Member of the Arizona Senate from the Coconino County district
- In office January 1921 – December 1922
- Preceded by: Hugh E. Campbell
- Succeeded by: Hugh E. Campbell

Personal details
- Party: Republican
- Profession: Politician

= Charles E. Larson =

American politician from Arizona

Charles E. Larson was an American politician from Arizona. He served a single term in the Arizona State Senate during the 5th Arizona State Legislature, holding the seat from Coconino County. While he lived in Arizona he engaged in the sheep-raising business, and later moved to Los Angeles where he manufactured lamps.

==Biography==
In 1916, Larson ran for the Republican nomination for the seat from Coconino County in the Arizona House of Representatives. He lost in a close primary race by 13 votes to T. H. Cureton, who would go on to win the seat in November's general election. Larson was married to Mabelle Jeffries on January 2, 1919, in Atlanta, Georgia, where the bride was from. Her brother was doctor C. D. Jeffries of Williams, Arizona, where she had been visiting the prior summer, and met her future husband.

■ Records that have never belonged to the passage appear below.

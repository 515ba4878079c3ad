//! Normalization of Hubble flows into flow records

use netsynth_common::{FlowEndpoint, FlowRecord, LabelSet, Protocol};

use crate::types::{HubbleEndpoint, HubbleFlow, Layer4, PortPair};

/// Convert a Hubble flow into a flow record.
///
/// Missing endpoints become empty identities, which grouping later skips. A
/// flow without transport information defaults to TCP with port 0. TCP wins
/// when both TCP and UDP are present.
pub fn normalize_flow(flow: &HubbleFlow) -> FlowRecord {
    let (port, protocol) = match &flow.l4 {
        Some(Layer4 { tcp: Some(tcp), .. }) => (tcp.destination_port, Protocol::Tcp),
        Some(Layer4 { udp: Some(udp), .. }) => (udp.destination_port, Protocol::Udp),
        _ => (0, Protocol::default()),
    };

    let mut record = FlowRecord::new(
        endpoint(flow.source.as_ref()),
        endpoint(flow.destination.as_ref()),
        port,
        protocol,
    );
    record.verdict = flow.verdict.clone().filter(|v| !v.is_empty());
    record
}

/// Normalize every flow, preserving order
pub fn normalize_flows(flows: &[HubbleFlow]) -> Vec<FlowRecord> {
    flows.iter().map(normalize_flow).collect()
}

/// Convert a flow record back into Hubble wire form
pub fn to_hubble_flow(record: &FlowRecord) -> HubbleFlow {
    let ports = PortPair {
        source_port: 0,
        destination_port: record.port,
    };
    let l4 = match record.protocol {
        Protocol::Tcp => Layer4 {
            tcp: Some(ports),
            udp: None,
        },
        Protocol::Udp => Layer4 {
            tcp: None,
            udp: Some(ports),
        },
    };

    HubbleFlow {
        source: Some(to_hubble_endpoint(&record.source)),
        destination: Some(to_hubble_endpoint(&record.destination)),
        l4: Some(l4),
        verdict: record.verdict.clone(),
        ..Default::default()
    }
}

fn endpoint(ep: Option<&HubbleEndpoint>) -> FlowEndpoint {
    let Some(ep) = ep else {
        return FlowEndpoint::default();
    };
    let mut out = FlowEndpoint::new(LabelSet::parse(&ep.labels), ep.namespace.clone());
    if let Some(pod) = ep.pod_name.as_deref().filter(|p| !p.is_empty()) {
        out = out.with_pod(pod);
    }
    out
}

fn to_hubble_endpoint(ep: &FlowEndpoint) -> HubbleEndpoint {
    HubbleEndpoint {
        labels: ep.labels.iter().map(|(k, v)| format!("{k}={v}")).collect(),
        namespace: ep.namespace.clone(),
        pod_name: ep.pod_name.clone(),
        identity: None,
    }
}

In 1920, Larson ran unopposed for the Republican nomination for the single seat in the Arizona State Senate from Coconino County. He easily defeated Democrat Will Marlar in the November general election, 1322–795. He did not run for re-election in 1922. By 1926, Larson had relocated to Los Angeles, California, where he opened the Larson Manufacturing Company, which produced lamps. Larson died in Los Angeles, on September 13, 1937.